** TASK DETAILS **
Please filter the data down to the lines that include the word "failed" and copy them.

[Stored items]

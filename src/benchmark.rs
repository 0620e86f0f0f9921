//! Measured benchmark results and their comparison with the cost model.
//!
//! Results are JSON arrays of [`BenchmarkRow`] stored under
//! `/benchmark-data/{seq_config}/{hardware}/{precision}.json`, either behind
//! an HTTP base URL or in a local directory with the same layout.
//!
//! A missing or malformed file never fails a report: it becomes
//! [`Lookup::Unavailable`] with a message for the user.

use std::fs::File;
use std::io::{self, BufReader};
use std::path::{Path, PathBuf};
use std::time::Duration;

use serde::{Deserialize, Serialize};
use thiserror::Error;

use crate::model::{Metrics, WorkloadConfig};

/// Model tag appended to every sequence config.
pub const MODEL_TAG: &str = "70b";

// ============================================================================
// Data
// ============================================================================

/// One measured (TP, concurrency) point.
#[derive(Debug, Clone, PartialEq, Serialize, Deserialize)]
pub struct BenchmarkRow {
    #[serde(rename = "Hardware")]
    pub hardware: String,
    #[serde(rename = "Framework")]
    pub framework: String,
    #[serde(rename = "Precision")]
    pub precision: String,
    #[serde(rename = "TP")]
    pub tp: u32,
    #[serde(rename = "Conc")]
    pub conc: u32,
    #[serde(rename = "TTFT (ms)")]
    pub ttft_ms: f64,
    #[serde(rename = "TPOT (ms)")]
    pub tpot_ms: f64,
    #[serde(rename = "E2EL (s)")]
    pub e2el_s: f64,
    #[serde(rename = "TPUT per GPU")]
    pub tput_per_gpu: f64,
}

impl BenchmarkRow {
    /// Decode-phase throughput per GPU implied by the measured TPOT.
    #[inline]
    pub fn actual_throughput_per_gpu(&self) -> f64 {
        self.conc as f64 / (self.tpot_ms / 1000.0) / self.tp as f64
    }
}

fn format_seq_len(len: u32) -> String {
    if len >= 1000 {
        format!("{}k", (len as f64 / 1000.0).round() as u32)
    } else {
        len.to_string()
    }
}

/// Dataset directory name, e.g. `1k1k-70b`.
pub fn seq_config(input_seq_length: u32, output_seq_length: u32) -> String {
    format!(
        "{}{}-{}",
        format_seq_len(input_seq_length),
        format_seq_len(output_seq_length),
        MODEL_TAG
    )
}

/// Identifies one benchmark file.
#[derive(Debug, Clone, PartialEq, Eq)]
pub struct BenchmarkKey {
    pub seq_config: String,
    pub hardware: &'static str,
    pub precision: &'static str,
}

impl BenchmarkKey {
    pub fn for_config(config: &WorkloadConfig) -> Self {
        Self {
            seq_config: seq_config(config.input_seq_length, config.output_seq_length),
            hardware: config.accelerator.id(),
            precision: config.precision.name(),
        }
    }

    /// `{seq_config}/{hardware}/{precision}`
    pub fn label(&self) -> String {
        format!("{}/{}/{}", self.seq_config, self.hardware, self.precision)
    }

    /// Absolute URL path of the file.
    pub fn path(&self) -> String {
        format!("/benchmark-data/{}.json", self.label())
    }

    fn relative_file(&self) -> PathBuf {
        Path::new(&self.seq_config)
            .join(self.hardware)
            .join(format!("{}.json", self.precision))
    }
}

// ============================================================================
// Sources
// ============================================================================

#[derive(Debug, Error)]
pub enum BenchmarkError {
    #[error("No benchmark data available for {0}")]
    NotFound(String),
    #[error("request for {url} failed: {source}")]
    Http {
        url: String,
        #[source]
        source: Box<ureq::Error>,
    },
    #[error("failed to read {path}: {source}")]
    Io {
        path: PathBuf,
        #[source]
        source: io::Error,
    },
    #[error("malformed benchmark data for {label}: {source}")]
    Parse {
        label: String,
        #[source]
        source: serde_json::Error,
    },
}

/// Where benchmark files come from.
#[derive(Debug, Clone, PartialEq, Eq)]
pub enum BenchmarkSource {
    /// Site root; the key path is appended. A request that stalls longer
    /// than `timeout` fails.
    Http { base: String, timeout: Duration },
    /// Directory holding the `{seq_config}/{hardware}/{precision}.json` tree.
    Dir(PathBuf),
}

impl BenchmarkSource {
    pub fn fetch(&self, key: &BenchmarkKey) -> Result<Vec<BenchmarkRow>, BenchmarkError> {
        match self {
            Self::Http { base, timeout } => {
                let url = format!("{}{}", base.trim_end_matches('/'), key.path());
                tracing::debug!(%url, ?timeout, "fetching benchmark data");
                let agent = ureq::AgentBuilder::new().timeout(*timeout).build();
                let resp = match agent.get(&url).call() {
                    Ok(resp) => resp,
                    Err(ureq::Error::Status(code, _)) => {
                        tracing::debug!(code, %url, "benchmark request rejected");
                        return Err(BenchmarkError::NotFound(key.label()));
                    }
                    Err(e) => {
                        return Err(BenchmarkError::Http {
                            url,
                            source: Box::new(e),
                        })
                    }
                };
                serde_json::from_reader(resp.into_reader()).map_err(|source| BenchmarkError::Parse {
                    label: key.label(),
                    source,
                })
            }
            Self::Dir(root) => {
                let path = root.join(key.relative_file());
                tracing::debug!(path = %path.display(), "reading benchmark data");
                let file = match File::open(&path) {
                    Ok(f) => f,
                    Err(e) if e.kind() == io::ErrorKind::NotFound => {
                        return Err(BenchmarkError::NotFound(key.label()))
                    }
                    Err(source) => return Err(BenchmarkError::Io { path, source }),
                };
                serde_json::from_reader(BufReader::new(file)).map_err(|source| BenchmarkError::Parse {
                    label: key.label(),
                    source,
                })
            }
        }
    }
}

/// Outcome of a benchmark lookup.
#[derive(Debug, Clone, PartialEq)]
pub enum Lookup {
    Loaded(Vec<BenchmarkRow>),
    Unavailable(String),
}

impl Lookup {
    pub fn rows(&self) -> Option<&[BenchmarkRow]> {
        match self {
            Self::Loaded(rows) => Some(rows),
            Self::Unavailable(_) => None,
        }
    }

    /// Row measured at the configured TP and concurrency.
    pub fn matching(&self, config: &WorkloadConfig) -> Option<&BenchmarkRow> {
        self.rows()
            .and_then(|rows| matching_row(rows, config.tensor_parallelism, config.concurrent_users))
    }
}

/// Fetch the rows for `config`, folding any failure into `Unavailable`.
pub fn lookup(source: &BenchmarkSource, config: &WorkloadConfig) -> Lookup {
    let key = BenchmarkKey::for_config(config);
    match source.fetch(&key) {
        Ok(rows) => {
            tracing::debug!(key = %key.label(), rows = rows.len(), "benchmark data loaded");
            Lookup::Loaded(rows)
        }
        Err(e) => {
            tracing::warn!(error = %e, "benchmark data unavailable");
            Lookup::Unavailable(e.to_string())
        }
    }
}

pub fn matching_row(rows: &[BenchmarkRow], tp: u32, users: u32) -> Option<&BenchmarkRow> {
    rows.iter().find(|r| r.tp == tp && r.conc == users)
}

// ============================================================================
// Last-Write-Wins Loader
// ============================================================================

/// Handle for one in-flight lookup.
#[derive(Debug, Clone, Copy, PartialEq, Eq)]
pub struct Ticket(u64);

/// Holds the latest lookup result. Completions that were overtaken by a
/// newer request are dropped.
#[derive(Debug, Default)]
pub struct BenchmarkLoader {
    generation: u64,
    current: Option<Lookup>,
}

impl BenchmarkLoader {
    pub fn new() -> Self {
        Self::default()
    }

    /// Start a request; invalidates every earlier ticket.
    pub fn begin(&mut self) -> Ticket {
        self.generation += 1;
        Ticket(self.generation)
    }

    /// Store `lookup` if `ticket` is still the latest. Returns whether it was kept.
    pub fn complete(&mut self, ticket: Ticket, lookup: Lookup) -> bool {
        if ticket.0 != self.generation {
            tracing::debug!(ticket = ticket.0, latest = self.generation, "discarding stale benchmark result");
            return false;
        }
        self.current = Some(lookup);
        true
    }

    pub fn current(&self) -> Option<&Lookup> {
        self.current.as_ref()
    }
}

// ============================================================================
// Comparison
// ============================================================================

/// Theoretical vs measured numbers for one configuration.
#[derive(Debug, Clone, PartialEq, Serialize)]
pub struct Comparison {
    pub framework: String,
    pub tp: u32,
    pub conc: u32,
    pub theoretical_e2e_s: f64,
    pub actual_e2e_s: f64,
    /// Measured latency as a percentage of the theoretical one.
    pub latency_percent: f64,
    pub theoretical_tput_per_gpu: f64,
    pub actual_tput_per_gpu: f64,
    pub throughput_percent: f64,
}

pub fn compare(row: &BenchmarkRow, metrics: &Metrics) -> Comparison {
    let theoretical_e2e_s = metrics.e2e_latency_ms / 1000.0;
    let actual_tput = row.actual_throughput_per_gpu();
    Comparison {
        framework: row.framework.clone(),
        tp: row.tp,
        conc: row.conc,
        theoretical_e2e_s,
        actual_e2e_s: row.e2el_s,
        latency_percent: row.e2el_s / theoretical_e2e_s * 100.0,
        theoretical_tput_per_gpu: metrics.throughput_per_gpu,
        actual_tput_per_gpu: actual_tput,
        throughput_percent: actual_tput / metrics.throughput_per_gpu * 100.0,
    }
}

** EXERCISE ANSWER **
    #[error("request for {url} failed: {source}")]
    #[error("failed to read {path}: {source}")]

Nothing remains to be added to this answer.